Banishment for life to the Andaman Islands—to the place which the natives of India speak of as “beyond the black waters,” a kind of Stygian pit into which the foul drains of guilt, the slimy streams of vice throughout Hindostan, empty themselves; where there is the society of murderers and thieves; a place of mysterious misery, like the fabled infernal regions;—to Oscar Coldstream this was a sentence more terrible even than that of public execution. Such banishment was a kind of living death which, to one not yet thirty years of age, might endure for forty years or more!

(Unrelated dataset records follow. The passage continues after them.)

use approx::assert_relative_eq;
use foot_viewer::{
    LoadState, ViewerConfig,
    data_structures::scene_graph::{ColorEncoding, LightKind, NodeKind},
    pipelines::light::SceneLights,
    shadows::{SHADOW_MAP_SIZE, apply_shadow_policy},
    viewer::{FrameContent, HEMISPHERE_LIGHT_NAME, SCENE_NAME},
};

use crate::common::test_utils::{load_fixture, manual_viewer, refresh};

mod common;

#[test]
fn fixture_loads_nodes_materials_and_clips() {
    let asset = load_fixture();
    assert_eq!(asset.scene.name, "FootScene");
    let names: Vec<&str> = asset.scene.children.iter().map(|c| c.name.as_str()).collect();
    assert_eq!(names, ["Body", "sun_shadow", "fill"]);

    let foot = asset.scene.find_by_name("Foot").unwrap();
    let material = foot.material().unwrap();
    assert_eq!(material.name, "skin");
    let slot = material.base_color_texture.unwrap();
    assert_eq!(slot.image, 0);
    assert_eq!(slot.encoding, ColorEncoding::Linear);

    let sole = asset.scene.find_by_name("Sole").unwrap();
    assert!(sole.flag("noShadow"));
    assert!(sole.material().unwrap().double_sided);

    assert_eq!(asset.meshes.len(), 2);
    assert_eq!(asset.meshes[0].triangle_count(), 1);
    // texture coordinates are taken as stored, without flipping v
    assert_eq!(asset.meshes[0].vertices[0].tex_coords, [0.0, 1.0]);
    assert_eq!(asset.meshes[0].vertices[2].tex_coords, [0.0, 0.0]);

    let skin = asset.images[0].decoded().unwrap();
    assert_eq!(skin.dimensions(), (2, 2));
    assert_eq!(skin.get_pixel(0, 0).0, [200, 150, 120, 255]);

    let clips: Vec<&str> = asset.clips.iter().map(|c| c.name.as_str()).collect();
    assert_eq!(clips, ["Walk", "Sway"]);
    assert_eq!(asset.extensions_used, ["KHR_lights_punctual"]);
}

#[test]
fn shadow_policy_on_the_fixture() {
    let mut asset = load_fixture();
    let report = apply_shadow_policy(&mut asset.scene, true);

    assert_eq!(report.receivers, ["Foot", "Sole"]);
    assert_eq!(report.casters, ["Foot"]);
    assert_eq!(report.exempt, ["Sole"]);
    assert_eq!(report.shadow_lights, ["sun_shadow"]);
    assert_eq!(report.srgb_textures, 1);

    let sole = asset.scene.find_by_name("Sole").unwrap();
    assert!(sole.receive_shadow);
    assert!(!sole.cast_shadow);

    let sun = asset.scene.find_by_name("sun_shadow").unwrap();
    assert!(sun.cast_shadow);
    assert_eq!(sun.light().unwrap().shadow.map_size, SHADOW_MAP_SIZE);
    let fill = asset.scene.find_by_name("fill").unwrap();
    assert!(!fill.cast_shadow);
    assert!(matches!(fill.light().unwrap().kind, LightKind::Point { .. }));

    let foot = asset.scene.find_by_name("Foot").unwrap();
    assert_eq!(
        foot.material().unwrap().base_color_texture.unwrap().encoding,
        ColorEncoding::Srgb
    );
}

#[test]
fn shadows_off_leaves_every_flag_clear() {
    let mut asset = load_fixture();
    let report = apply_shadow_policy(&mut asset.scene, false);
    assert!(report.receivers.is_empty());
    assert!(report.shadow_lights.is_empty());
    // textures are still display encoded
    assert_eq!(report.srgb_textures, 1);
    asset.scene.traverse(&mut |node| {
        assert!(!node.cast_shadow, "{} casts", node.name);
        assert!(!node.receive_shadow, "{} receives", node.name);
    });
}

#[test]
fn the_sun_is_the_shadow_caster_once_inserted() {
    let mut viewer = manual_viewer(ViewerConfig::default());
    let upload = viewer.on_model_loaded(load_fixture()).unwrap();
    assert_eq!(upload.meshes.len(), 2);
    assert_eq!(upload.images.len(), 1);

    let lights = SceneLights::gather(viewer.scene());
    assert!(lights.hemisphere.is_some());
    let names: Vec<&str> = lights.punctual.iter().map(|l| l.name.as_str()).collect();
    assert_eq!(names, ["sun_shadow", "fill"]);
    let params = lights.shadow_params().unwrap();
    assert_eq!(params.light_index, 0);
    assert_eq!(params.map_size, SHADOW_MAP_SIZE);

    // the sun hangs 5 units up and looks straight down
    let sun = &lights.punctual[0].world;
    assert_relative_eq!(sun.position.y, 5.0, epsilon = 1e-5);
    let forward = sun.forward();
    assert_relative_eq!(forward.y, -1.0, epsilon = 1e-5);
}

#[test]
fn the_model_hangs_below_the_scene_root() {
    let mut viewer = manual_viewer(ViewerConfig::default());
    viewer.on_model_loaded(load_fixture()).unwrap();
    assert_eq!(*viewer.load_state(), LoadState::Ready);

    let scene = viewer.scene();
    assert_eq!(scene.name, SCENE_NAME);
    assert_eq!(scene.children[0].name, HEMISPHERE_LIGHT_NAME);
    assert_eq!(viewer.model().unwrap().name, "FootScene");
    assert!(matches!(scene.children[1].kind, NodeKind::Group));
    assert_eq!(viewer.shadow_report().unwrap().casters, ["Foot"]);
}

#[test]
fn every_clip_plays_and_moves_its_node() {
    let mut viewer = manual_viewer(ViewerConfig::default());
    viewer.on_model_loaded(load_fixture()).unwrap();

    let actions = viewer.mixer().unwrap().actions();
    assert_eq!(actions.len(), 2);
    assert!(actions.iter().all(|action| action.is_running()));

    // half a second of 60 Hz refreshes
    let plans: Vec<_> = (0..30)
        .filter_map(|_| refresh(&mut viewer, 1.0 / 60.0, (800, 600)))
        .collect();
    assert!(plans.len() >= 14);
    assert!(plans.iter().all(|plan| matches!(plan.content, FrameContent::Scene { .. })));

    let body = viewer.model().unwrap().find_by_name("Body").unwrap();
    assert!(body.local.position.z > 0.0);
    assert!(body.local.position.z <= 0.5);
    let foot = viewer.model().unwrap().find_by_name("Foot").unwrap();
    assert!(foot.local.rotation.v.y > 0.0);
}

#[test]
fn clips_with_the_same_name_all_play() {
    let mut asset = load_fixture();
    let name = asset.clips[0].name.clone();
    asset.clips[1].name = name;

    let mut viewer = manual_viewer(ViewerConfig::default());
    viewer.on_model_loaded(asset).unwrap();
    let actions = viewer.mixer().unwrap().actions();
    assert_eq!(actions.len(), 2);
    assert!(actions.iter().all(|action| action.is_running()));

    for _ in 0..30 {
        refresh(&mut viewer, 1.0 / 60.0, (800, 600));
    }
    // the second clip still turns the foot
    let foot = viewer.model().unwrap().find_by_name("Foot").unwrap();
    assert!(foot.local.rotation.v.y > 0.0);
}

What frightful consequences had been entailed on Oscar by half a minute’s yielding to passion! When he received the final sentence, Coldstream realized to the full extent what earthly misery he had brought on himself.

By the same ship which carried the decision regarding Oscar’s fate, came also a letter from his sister-in-law, Jane Thorn, addressed to himself. Jane deplored Oscar’s miserable condition; but earnestly, solemnly imploredhim not to let his innocent wife share in his exile. The home which was about to be Jane’s should always, she wrote, be shared by her dearly-loved sister. Let Io return to England and try to forget the past.